### [PROVIDED DATA]
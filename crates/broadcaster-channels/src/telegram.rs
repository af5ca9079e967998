use crate::chat::{ChatClient, ChatError, ChatTarget};
use async_trait::async_trait;
use base64::engine::general_purpose::STANDARD as BASE64;
use base64::Engine;
use broadcaster_core::{BroadcastError, BroadcastResult, TelegramSettings};
use grammers_client::grammers_tl_types as tl;
use grammers_client::session::{PackedChat, PackedType, Session};
use grammers_client::{Client, Config, InitParams, InvocationError};
use tracing::{debug, info};

/// Telegram user-session channel adapter.
///
/// Talks MTProto through `grammers`, reusing a session that was authorized
/// out-of-band. Phone numbers are resolved with `contacts.resolvePhone`, so
/// recipients do not need to be in the account's contact list.
pub struct TelegramChatClient {
    settings: TelegramSettings,
    client: Option<Client>,
}

// ── RPC error mapping ───────────────────────────────────────────────────────

const FLOOD_ERRORS: &[&str] = &["FLOOD_WAIT", "FLOOD_PREMIUM_WAIT", "SLOWMODE_WAIT"];
const PRIVACY_ERRORS: &[&str] = &["USER_PRIVACY_RESTRICTED", "PRIVACY_PREMIUM_REQUIRED"];
const NOT_FOUND_ERRORS: &[&str] = &[
    "PHONE_NOT_OCCUPIED",
    "PHONE_NUMBER_INVALID",
    "PEER_ID_INVALID",
    "USER_ID_INVALID",
];

/// Maps an RPC error name (digits already split into `value`) to a kind.
pub(crate) fn classify_rpc(name: &str, value: Option<u32>, description: String) -> ChatError {
    if FLOOD_ERRORS.contains(&name) {
        ChatError::RateLimited {
            seconds: value.map(u64::from).unwrap_or_default(),
        }
    } else if PRIVACY_ERRORS.contains(&name) {
        ChatError::PrivacyBlocked
    } else if NOT_FOUND_ERRORS.contains(&name) {
        ChatError::NotFound
    } else {
        ChatError::Other(description)
    }
}

fn classify(err: InvocationError) -> ChatError {
    match err {
        InvocationError::Rpc(rpc) => {
            let description = rpc.to_string();
            classify_rpc(&rpc.name, rpc.value, description)
        }
        other => ChatError::Other(other.to_string()),
    }
}

/// Connection parameters. Flood waits are surfaced to the caller as
/// [`ChatError::RateLimited`]; the client must never sleep and retry on its own.
fn init_params() -> InitParams {
    InitParams {
        flood_sleep_threshold: 0,
        ..Default::default()
    }
}

// ── Implementation ──────────────────────────────────────────────────────────

impl TelegramChatClient {
    /// Create a new, unconnected `TelegramChatClient`.
    pub fn new(settings: TelegramSettings) -> Self {
        Self {
            settings,
            client: None,
        }
    }

    fn decode_session(&self) -> BroadcastResult<Session> {
        let bytes = BASE64
            .decode(self.settings.session_string.trim())
            .map_err(|e| BroadcastError::Config(format!("TG_SESSION_STRING is not valid base64: {e}")))?;
        Session::load(&bytes)
            .map_err(|e| BroadcastError::Config(format!("TG_SESSION_STRING is unreadable: {e}")))
    }

    fn live(&self) -> Result<&Client, ChatError> {
        self.client
            .as_ref()
            .ok_or_else(|| ChatError::Other("Telegram client is not connected".to_string()))
    }
}

#[async_trait]
impl ChatClient for TelegramChatClient {
    fn name(&self) -> &str {
        "telegram"
    }

    async fn connect(&mut self) -> BroadcastResult<()> {
        let session = self.decode_session()?;
        let client = Client::connect(Config {
            session,
            api_id: self.settings.api_id,
            api_hash: self.settings.api_hash.clone(),
            params: init_params(),
        })
        .await
        .map_err(|e| BroadcastError::Connection(format!("Telegram connection failed: {e}")))?;

        info!("Telegram session connected");
        self.client = Some(client);
        Ok(())
    }

    async fn is_authorized(&self) -> BroadcastResult<bool> {
        let client = self
            .client
            .as_ref()
            .ok_or_else(|| BroadcastError::Connection("Telegram client is not connected".to_string()))?;
        client
            .is_authorized()
            .await
            .map_err(|e| BroadcastError::Connection(format!("Telegram authorization check failed: {e}")))
    }

    async fn resolve(&self, identifier: &str) -> Result<ChatTarget, ChatError> {
        let client = self.live()?;
        let request = tl::functions::contacts::ResolvePhone {
            phone: identifier.trim_start_matches('+').to_string(),
        };

        let tl::enums::contacts::ResolvedPeer::Peer(resolved) =
            client.invoke(&request).await.map_err(classify)?;

        let target = resolved
            .users
            .into_iter()
            .find_map(|user| match user {
                tl::enums::User::User(user) => Some(ChatTarget {
                    identifier: identifier.to_string(),
                    user_id: user.id,
                    access_hash: user.access_hash,
                }),
                tl::enums::User::Empty(_) => None,
            })
            .ok_or(ChatError::NotFound)?;

        debug!(identifier, user_id = target.user_id, "Resolved phone number");
        Ok(target)
    }

    async fn send(&self, target: &ChatTarget, text: &str) -> Result<(), ChatError> {
        let client = self.live()?;
        let chat = PackedChat {
            ty: PackedType::User,
            id: target.user_id,
            access_hash: target.access_hash,
        };
        client.send_message(chat, text).await.map_err(classify)?;
        Ok(())
    }

    async fn disconnect(&mut self) -> BroadcastResult<()> {
        // Dropping the client closes the MTProto connection.
        if self.client.take().is_some() {
            info!("Telegram session disconnected");
        }
        Ok(())
    }
}

#[cfg(test)]
#[allow(clippy::unwrap_used, clippy::expect_used)]
mod tests {
    use super::*;

    fn settings(session: &str) -> TelegramSettings {
        TelegramSettings {
            api_id: 1,
            api_hash: "hash".to_string(),
            session_string: session.to_string(),
        }
    }

    #[test]
    fn test_flood_wait_carries_seconds() {
        let err = classify_rpc("FLOOD_WAIT", Some(42), "rpc error 420".into());
        assert_eq!(err, ChatError::RateLimited { seconds: 42 });
    }

    #[test]
    fn test_client_never_sleeps_through_flood_waits() {
        assert_eq!(init_params().flood_sleep_threshold, 0);
    }

    #[test]
    fn test_privacy_restricted() {
        let err = classify_rpc("USER_PRIVACY_RESTRICTED", None, String::new());
        assert_eq!(err, ChatError::PrivacyBlocked);
    }

    #[test]
    fn test_phone_not_occupied_is_not_found() {
        let err = classify_rpc("PHONE_NOT_OCCUPIED", None, String::new());
        assert_eq!(err, ChatError::NotFound);
    }

    #[test]
    fn test_unknown_rpc_keeps_description() {
        let err = classify_rpc("CHAT_WRITE_FORBIDDEN", None, "rpc error 403: CHAT_WRITE_FORBIDDEN".into());
        assert_eq!(err, ChatError::Other("rpc error 403: CHAT_WRITE_FORBIDDEN".into()));
    }

    #[test]
    fn test_bad_session_string_rejected() {
        let client = TelegramChatClient::new(settings("not base64 !!"));
        assert!(matches!(client.decode_session(), Err(BroadcastError::Config(_))));
    }

    #[tokio::test]
    async fn test_send_before_connect_fails_softly() {
        let client = TelegramChatClient::new(settings(""));
        let err = client.resolve("+919876543210").await.unwrap_err();
        assert!(matches!(err, ChatError::Other(_)));
    }

    #[tokio::test]
    async fn test_disconnect_when_idle() {
        let mut client = TelegramChatClient::new(settings(""));
        assert!(client.disconnect().await.is_ok());
    }
}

### [EXERCISE BRIEF]
The result is a copy of every line above where the word "const" shows up.

### [RESPONSE TO THE EXERCISE]
const FLOOD_ERRORS: &[&str] = &["FLOOD_WAIT", "FLOOD_PREMIUM_WAIT", "SLOWMODE_WAIT"];
const PRIVACY_ERRORS: &[&str] = &["USER_PRIVACY_RESTRICTED", "PRIVACY_PREMIUM_REQUIRED"];
const NOT_FOUND_ERRORS: &[&str] = &[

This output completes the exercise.